Ziel des Wettbewerbs war es, für den engeren Bereich des Leipziger und Potsdamer Platzes eine städtebauliche Idee zu finden, die einerseits die ehemalige baulich-räumliche Struktur der alten Berliner Mitte wiederaufnimmt und neu definiert, und andererseits die Voraussetzungen für die Befriedigung der Bedürfnisse der Stadt des 21. Jahrhunderts an dieser Stelle schafft. So unscharf das klingen mag, so unklar — weil zu groß angelegt — war auch die Vorgabe.
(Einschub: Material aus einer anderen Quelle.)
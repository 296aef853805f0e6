// Lyric unit tokenizers.
//
// Chinese: every remaining character after removing whitespace and
// punctuation is one unit. English: lowercase words with non-word characters
// stripped, each split into estimated syllables. The syllable heuristic
// breaks after a vowel run when a consonant follows (never on the final
// letter), and glues whatever is left at the end onto the last syllable. It
// is a rough approximation and makes no attempt at real phonology.

use crate::language::Language;

const VOWELS: &[char] = &['a', 'e', 'i', 'o', 'u', 'y'];

fn is_cjk_punctuation(c: char) -> bool {
    matches!(
        c,
        '，' | '。'
            | '！'
            | '？'
            | '、'
            | '；'
            | '：'
            | '“'
            | '”'
            | '‘'
            | '’'
            | '（'
            | '）'
            | '《'
            | '》'
            | '【'
            | '】'
            | '…'
            | '—'
            | '·'
            | '～'
            | '「'
            | '」'
    )
}

/// One unit per character, whitespace and punctuation removed.
pub fn tokenize_chinese(text: &str) -> Vec<String> {
    text.chars()
        .filter(|&c| !c.is_whitespace() && !c.is_ascii_punctuation() && !is_cjk_punctuation(c))
        .map(String::from)
        .collect()
}

/// Lowercased words of `text` with everything but alphanumerics and '_'
/// removed. Words that end up empty are dropped.
pub fn english_words(text: &str) -> Vec<String> {
    text.split_whitespace()
        .map(|word| {
            word.chars()
                .filter(|&c| c.is_alphanumeric() || c == '_')
                .flat_map(char::to_lowercase)
                .collect::<String>()
        })
        .filter(|word| !word.is_empty())
        .collect()
}

/// Syllable units of every word in `text`, flattened.
pub fn tokenize_english(text: &str) -> Vec<String> {
    english_words(text)
        .iter()
        .flat_map(|word| estimate_syllables(word))
        .collect()
}

/// Tokenize with the rules for `language`. Unknown uses the English rules.
pub fn tokenize_lyrics(text: &str, language: Language) -> Vec<String> {
    match language {
        Language::Chinese => tokenize_chinese(text),
        Language::English | Language::Unknown => tokenize_english(text),
    }
}

/// Heuristic syllable split of one word. Never returns an empty list for a
/// non-empty word, and the syllables concatenate back to the lowercased word.
pub fn estimate_syllables(word: &str) -> Vec<String> {
    let word = word.to_lowercase();
    let chars: Vec<char> = word.chars().collect();
    if chars.len() <= 3 {
        return vec![word];
    }

    let mut syllables: Vec<String> = Vec::new();
    let mut current = String::new();
    let mut prev_vowel = false;
    for (i, &c) in chars.iter().enumerate() {
        current.push(c);
        let is_vowel = VOWELS.contains(&c);
        if prev_vowel && !is_vowel && i < chars.len() - 1 && current.chars().count() > 1 {
            current.pop();
            syllables.push(std::mem::take(&mut current));
            current.push(c);
        }
        prev_vowel = is_vowel;
    }

    if !current.is_empty() {
        match syllables.last_mut() {
            Some(last) => last.push_str(&current),
            None => syllables.push(current),
        }
    }
    syllables
}

#[cfg(test)]
mod tests {
    use super::*;

    #[test]
    fn test_chinese_strips_punctuation() {
        assert_eq!(
            tokenize_chinese("小酒窝，长睫毛。"),
            vec!["小", "酒", "窝", "长", "睫", "毛"]
        );
        // NFKC turns the fullwidth comma into ASCII.
        assert_eq!(tokenize_chinese("你, 好!"), vec!["你", "好"]);
    }

    #[test]
    fn test_short_words_stay_whole() {
        assert_eq!(estimate_syllables("the"), vec!["the"]);
        assert_eq!(estimate_syllables("Sky"), vec!["sky"]);
    }

    #[test]
    fn test_syllable_split_and_remainder() {
        assert_eq!(estimate_syllables("beautiful"), vec!["beau", "tiful"]);
        assert_eq!(estimate_syllables("wonderful"), vec!["wo", "nderful"]);
        // A single break leaves everything in one syllable once the
        // remainder is merged back.
        assert_eq!(estimate_syllables("twinkle"), vec!["twinkle"]);
        assert_eq!(estimate_syllables("star"), vec!["star"]);
    }

    #[test]
    fn test_syllables_reassemble_word() {
        for word in ["wonderful", "little", "remember", "strength", "rhythm"] {
            let joined: String = estimate_syllables(word).concat();
            assert_eq!(joined, word);
        }
    }

    #[test]
    fn test_english_strips_non_word_chars() {
        assert_eq!(english_words("Don't STOP -- me_now!"), vec!["dont", "stop", "me_now"]);
        assert_eq!(tokenize_english("Hey, you"), vec!["hey", "you"]);
    }

    #[test]
    fn test_unknown_uses_english_rules() {
        assert_eq!(tokenize_lyrics("123 go", Language::Unknown), vec!["123", "go"]);
    }
}
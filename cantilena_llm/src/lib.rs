// Cantilena text-suggestion service.
//
// The composer asks a chat-completions model for musical suggestions (mood,
// key, notes, chord progressions) and reads the answer as free text that
// should contain one JSON object. Nothing downstream trusts the answer: a
// suggestion either parses into the expected shape or degrades to a
// `Suggestion::Fallback` carrying the reason, and the caller substitutes
// rule-based defaults.
//
// Architecture:
// - service.rs: `TextSuggestionService` trait, `CompletionRequest`,
//   `LlmError`, and `NoSuggestions` (the offline stand-in)
// - client.rs: `ChatCompletionsClient`, a blocking OpenAI-compatible client
// - suggestion.rs: JSON extraction from free text and the tagged
//   `Suggestion<T>` result
//
// All calls are synchronous. There are no retries; a failed request is one
// fallback.

pub mod client;
pub mod service;
pub mod suggestion;

pub use client::ChatCompletionsClient;
pub use service::{CompletionRequest, LlmError, NoSuggestions, TextSuggestionService};
pub use suggestion::{Suggestion, extract_json_object, parse_suggestion, request_suggestion};
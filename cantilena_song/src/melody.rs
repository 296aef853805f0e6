// Melody data model and the upstream alignment check.
//
// A `Melody` holds one `WordNotes` per lyric unit, in lyric order. A word may
// carry several notes (melisma), never zero. `validate_melody` is the gate
// the workflow runs before anything is serialized for the synthesizer; it
// checks the unit count against the analysis and the per-word shape that
// serialization depends on (a non-empty, whitespace-free word and positive
// finite durations).

use cantilena_theory::Pitch;
use serde::{Deserialize, Serialize};

use crate::error::AlignmentError;

pub const DEFAULT_VELOCITY: u8 = 80;

/// One sounding (or silent) note.
#[derive(Debug, Clone, PartialEq, Serialize, Deserialize)]
pub struct NoteEvent {
    pub pitch: Pitch,
    /// Seconds.
    pub duration: f64,
    pub word_index: usize,
    pub velocity: u8,
    /// Continues the previous note's syllable.
    pub is_slur: bool,
}

impl NoteEvent {
    pub fn new(pitch: Pitch, duration: f64, word_index: usize) -> Self {
        Self {
            pitch,
            duration,
            word_index,
            velocity: DEFAULT_VELOCITY,
            is_slur: false,
        }
    }
}

/// The notes sung on one lyric unit.
#[derive(Debug, Clone, PartialEq, Serialize, Deserialize)]
pub struct WordNotes {
    pub word: String,
    pub word_index: usize,
    pub notes: Vec<NoteEvent>,
}

impl WordNotes {
    /// Dual-name pitches joined by spaces, e.g. "C#/Db4 E4".
    pub fn notes_string(&self) -> String {
        self.notes
            .iter()
            .map(|n| n.pitch.synth_name())
            .collect::<Vec<_>>()
            .join(" ")
    }

    /// Durations with six decimals joined by spaces, e.g. "0.400000 0.200000".
    pub fn durations_string(&self) -> String {
        self.notes
            .iter()
            .map(|n| format!("{:.6}", n.duration))
            .collect::<Vec<_>>()
            .join(" ")
    }

    pub fn total_duration(&self) -> f64 {
        self.notes.iter().map(|n| n.duration).sum()
    }
}

#[derive(Debug, Clone, PartialEq, Serialize, Deserialize)]
pub struct Melody {
    pub word_notes: Vec<WordNotes>,
    /// BPM.
    pub tempo: u32,
    pub key_signature: String,
    pub time_signature: String,
}

impl Melody {
    pub fn total_duration(&self) -> f64 {
        self.word_notes.iter().map(WordNotes::total_duration).sum()
    }

    pub fn note_count(&self) -> usize {
        self.word_notes.iter().map(|w| w.notes.len()).sum()
    }

    pub fn notes(&self) -> impl Iterator<Item = &NoteEvent> {
        self.word_notes.iter().flat_map(|w| w.notes.iter())
    }
}

/// Check that `melody` has one well-formed `WordNotes` per expected unit.
pub fn validate_melody(melody: &Melody, expected_word_count: usize) -> Result<(), AlignmentError> {
    if melody.word_notes.len() != expected_word_count {
        return Err(AlignmentError::WordCountMismatch {
            expected: expected_word_count,
            actual: melody.word_notes.len(),
        });
    }
    for (index, word_notes) in melody.word_notes.iter().enumerate() {
        let word = &word_notes.word;
        if word.is_empty() || word.chars().any(char::is_whitespace) {
            return Err(AlignmentError::InvalidWord {
                index,
                word: word.clone(),
            });
        }
        if word_notes.notes.is_empty() {
            return Err(AlignmentError::EmptyNotes {
                index,
                word: word.clone(),
            });
        }
        for (note, event) in word_notes.notes.iter().enumerate() {
            if !(event.duration.is_finite() && event.duration > 0.0) {
                return Err(AlignmentError::InvalidDuration {
                    index,
                    note,
                    duration: event.duration.to_string(),
                });
            }
        }
    }
    Ok(())
}
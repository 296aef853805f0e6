use std::path::PathBuf;
use thiserror::Error;

use crate::render::RenderAttempt;

#[derive(Debug, Error)]
pub enum MixError {
    #[error("soundfont not found (looked at: {})", join_paths(.searched))]
    SoundfontNotFound { searched: Vec<PathBuf> },

    #[error("every render backend failed: {}", join_attempts(.attempts))]
    RenderFailed { attempts: Vec<RenderAttempt> },

    #[error("audio shape {shape:?} does not match {len} samples")]
    ShapeMismatch { shape: Vec<usize>, len: usize },

    #[error("WAV error: {0}")]
    Wav(#[from] hound::Error),

    #[error("I/O error: {0}")]
    Io(#[from] std::io::Error),
}

fn join_paths(paths: &[PathBuf]) -> String {
    if paths.is_empty() {
        return "no candidates".to_string();
    }
    paths
        .iter()
        .map(|p| p.display().to_string())
        .collect::<Vec<_>>()
        .join(", ")
}

fn join_attempts(attempts: &[RenderAttempt]) -> String {
    if attempts.is_empty() {
        return "no backends configured".to_string();
    }
    attempts
        .iter()
        .map(ToString::to_string)
        .collect::<Vec<_>>()
        .join("; ")
}
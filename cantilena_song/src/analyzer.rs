// Lyric analysis stage.
//
// `SuggestedLyricAnalyzer` cleans the lyric, settles the language, asks the
// suggestion service for musical choices (tone, tempo, key, style) and
// builds the unit structure with the text tokenizer. The structure is always
// rule-based; only the musical choices come from the service, and each one
// falls back independently when it is missing or unusable.

use cantilena_llm::{CompletionRequest, Suggestion, TextSuggestionService, request_suggestion};
use cantilena_text::{Language, analyze_structure, clean_lyrics, detect_language};
use cantilena_theory::{EmotionalTone, Key, MusicStyle};
use serde::Deserialize;
use tracing::{info, warn};

use crate::analysis::LyricAnalysis;
use crate::error::ComposeError;

const SYSTEM_PROMPT: &str = "You are a music composition expert. Analyze lyrics and provide \
                             musical suggestions in JSON format.";

/// Tempos outside this range are treated as missing.
const MIN_TEMPO: f64 = 40.0;
const MAX_TEMPO: f64 = 240.0;

pub trait LyricAnalyzer {
    fn analyze(&self, lyrics: &str) -> Result<LyricAnalysis, ComposeError>;
}

/// What the service may answer. Every field is optional.
#[derive(Debug, Clone, Default, PartialEq, Deserialize)]
#[serde(default)]
pub struct AnalysisSuggestion {
    pub emotional_tone: Option<String>,
    pub mood_description: Option<String>,
    pub suggested_tempo: Option<f64>,
    pub suggested_key: Option<String>,
    pub suggested_style: Option<String>,
    pub structure_notes: Option<String>,
}

pub struct SuggestedLyricAnalyzer<S> {
    service: S,
    forced_language: Option<Language>,
    default_tempo: u32,
}

impl<S: TextSuggestionService> SuggestedLyricAnalyzer<S> {
    pub fn new(service: S, forced_language: Option<Language>, default_tempo: u32) -> Self {
        Self {
            service,
            forced_language,
            default_tempo,
        }
    }

    fn prompt(lyrics: &str, language: Language) -> String {
        format!(
            r#"Analyze the following song lyrics and provide a detailed musical analysis.

Lyrics:
{lyrics}

Language: {language}

Please analyze and respond in the following JSON format:
{{
    "emotional_tone": "one of: joyful, melancholic, energetic, peaceful, romantic, angry, nostalgic, hopeful",
    "mood_description": "brief description of the overall mood",
    "suggested_tempo": <integer between 60-180>,
    "suggested_key": "musical key like C, G, Am, etc.",
    "suggested_style": "one of: pop, ballad, rock, folk, classical",
    "structure_notes": "observations about the lyric structure"
}}

Respond ONLY with the JSON object, no additional text."#,
            language = language.name()
        )
    }
}

/// Tempo to use: the suggestion when it is a sane BPM, else the tone's tempo.
fn resolve_tempo(suggested: Option<f64>, tone: EmotionalTone) -> u32 {
    suggested
        .filter(|t| t.is_finite())
        .map(|t| t.round())
        .filter(|t| (MIN_TEMPO..=MAX_TEMPO).contains(t))
        .map(|t| t as u32)
        .unwrap_or_else(|| tone.tempo())
}

impl<S: TextSuggestionService> LyricAnalyzer for SuggestedLyricAnalyzer<S> {
    fn analyze(&self, lyrics: &str) -> Result<LyricAnalysis, ComposeError> {
        info!("Starting lyric analysis");
        let lyrics = clean_lyrics(lyrics);
        let language = self
            .forced_language
            .unwrap_or_else(|| detect_language(&lyrics));
        info!(language = language.name(), "Lyric language");

        let request = CompletionRequest::new(Self::prompt(&lyrics, language))
            .with_system(SYSTEM_PROMPT)
            .with_temperature(0.5);
        let suggestion: Suggestion<AnalysisSuggestion> =
            request_suggestion(&self.service, &request);
        let fell_back = !suggestion.is_parsed();
        let suggested = suggestion.parsed().unwrap_or_default();

        let emotional_tone = suggested
            .emotional_tone
            .as_deref()
            .and_then(EmotionalTone::parse)
            .unwrap_or_default();
        let suggested_style = suggested
            .suggested_style
            .as_deref()
            .and_then(MusicStyle::parse)
            .unwrap_or_default();
        let suggested_key = match suggested.suggested_key.as_deref().map(str::trim) {
            Some(key) if Key::parse(key).is_some() => key.to_string(),
            Some(key) => {
                warn!(key, "Unrecognized key suggestion, using C");
                "C".to_string()
            }
            None => "C".to_string(),
        };
        let suggested_tempo = if fell_back {
            self.default_tempo
        } else {
            resolve_tempo(suggested.suggested_tempo, emotional_tone)
        };

        let lines = analyze_structure(&lyrics, language);
        let word_list: Vec<String> = lines
            .iter()
            .flat_map(|line| line.syllables.iter().map(|s| s.text.clone()))
            .collect();

        let analysis = LyricAnalysis {
            total_syllables: lines.iter().map(|l| l.syllable_count).sum(),
            total_words: word_list.len(),
            original_text: lyrics,
            language,
            lines,
            suggested_tempo,
            suggested_key,
            suggested_time_signature: "4/4".to_string(),
            suggested_style,
            emotional_tone,
            mood_description: suggested.mood_description.unwrap_or_default(),
            word_list,
        };
        info!(
            words = analysis.total_words,
            tempo = analysis.suggested_tempo,
            key = %analysis.suggested_key,
            tone = analysis.emotional_tone.name(),
            "Analysis complete"
        );
        Ok(analysis)
    }
}


#[cfg(test)]
mod tests {
    use super::fakes::Scripted;
    use super::*;
    use cantilena_llm::NoSuggestions;

    #[test]
    fn test_full_suggestion_is_used() {
        let service = Scripted::new(
            r#"Sure! {"emotional_tone": "Romantic", "mood_description": "tender",
                "suggested_tempo": 92, "suggested_key": "F#m", "suggested_style": "ballad"}"#,
        );
        let analyzer = SuggestedLyricAnalyzer::new(service, None, 100);
        let analysis = analyzer.analyze("小酒窝长睫毛\n是你最美的记号").unwrap();

        assert_eq!(analysis.language, Language::Chinese);
        assert_eq!(analysis.total_words, 13);
        assert_eq!(analysis.word_list.len(), 13);
        assert_eq!(analysis.lines.len(), 2);
        assert_eq!(analysis.emotional_tone, EmotionalTone::Romantic);
        assert_eq!(analysis.suggested_style, MusicStyle::Ballad);
        assert_eq!(analysis.suggested_key, "F#m");
        assert_eq!(analysis.suggested_tempo, 92);
        assert_eq!(analysis.mood_description, "tender");

        let requests = analyzer.service.requests.borrow();
        assert_eq!(requests.len(), 1);
        assert_eq!(requests[0].temperature, 0.5);
        assert!(requests[0].prompt.contains("Language: chinese"));
        assert!(requests[0].system_prompt.as_deref().unwrap().contains("expert"));
    }

    #[test]
    fn test_unavailable_service_uses_defaults() {
        let analyzer = SuggestedLyricAnalyzer::new(NoSuggestions::default(), None, 100);
        let analysis = analyzer.analyze("Twinkle twinkle little star").unwrap();
        assert_eq!(analysis.language, Language::English);
        assert_eq!(analysis.emotional_tone, EmotionalTone::Peaceful);
        assert_eq!(analysis.suggested_key, "C");
        assert_eq!(analysis.suggested_style, MusicStyle::Pop);
        assert_eq!(analysis.suggested_tempo, 100);
        assert_eq!(analysis.suggested_time_signature, "4/4");
        let units: usize = analysis.lines.iter().map(|l| l.syllables.len()).sum();
        assert_eq!(analysis.total_words, units);
    }

    #[test]
    fn test_bad_tempo_uses_tone_table() {
        let service = Scripted::new(r#"{"emotional_tone": "energetic", "suggested_tempo": 900}"#);
        let analysis = SuggestedLyricAnalyzer::new(service, None, 100)
            .analyze("go go go")
            .unwrap();
        assert_eq!(analysis.suggested_tempo, EmotionalTone::Energetic.tempo());

        let service = Scripted::new(r#"{"emotional_tone": "melancholic"}"#);
        let analysis = SuggestedLyricAnalyzer::new(service, None, 100)
            .analyze("rain")
            .unwrap();
        assert_eq!(analysis.suggested_tempo, EmotionalTone::Melancholic.tempo());
    }

    #[test]
    fn test_unknown_labels_fall_back_individually() {
        let service = Scripted::new(
            r#"{"emotional_tone": "sarcastic", "suggested_key": "Q", "suggested_style": "jazz", "suggested_tempo": 120}"#,
        );
        let analysis = SuggestedLyricAnalyzer::new(service, None, 100)
            .analyze("hello")
            .unwrap();
        assert_eq!(analysis.emotional_tone, EmotionalTone::Peaceful);
        assert_eq!(analysis.suggested_key, "C");
        assert_eq!(analysis.suggested_style, MusicStyle::Pop);
        assert_eq!(analysis.suggested_tempo, 120);
    }

    #[test]
    fn test_forced_language_and_empty_lyrics() {
        let analyzer =
            SuggestedLyricAnalyzer::new(NoSuggestions::default(), Some(Language::English), 90);
        let analysis = analyzer.analyze("   \n  ").unwrap();
        assert_eq!(analysis.language, Language::English);
        assert!(analysis.word_list.is_empty());
        assert_eq!(analysis.total_words, 0);
        assert_eq!(analysis.suggested_tempo, 90);
    }
}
Bei der Vielfalt und Unterschiedlickeit der eingereichten Beiträge zeigte sich einmal mehr die Unmöglichkeit einer Unternehmung, auf eine so weitgesteckte Aufgabe einzelne Architekten anzusetzen; hier wäre ein Arbeitsstab zu fordern, der groß genug wäre, um alle fachspezifischen Aufgabenstellungen abzudecken, aber nicht zu groß, um am Ende arbeitsunfähig zu sein und paralysierend zu wirken. Aber auch die Besetzung der Jury legte wieder einmal offen, welche unterschiedlichen Vorstellungen von Stadt in den Köpfen der verantwortlichen Planer und Politiker vorzufinden sind. Am Ende wird dies Gebiet und die städtebauliche Figur, die hier als »Neue Stadt« entsteht, immer dies bleiben: Eine Chimäre am Rande des Tiergartens — eine Chimäre aber zugleich am Ende einer Stadt, die sich den Weg zum Bruderkuß gen Westen sucht.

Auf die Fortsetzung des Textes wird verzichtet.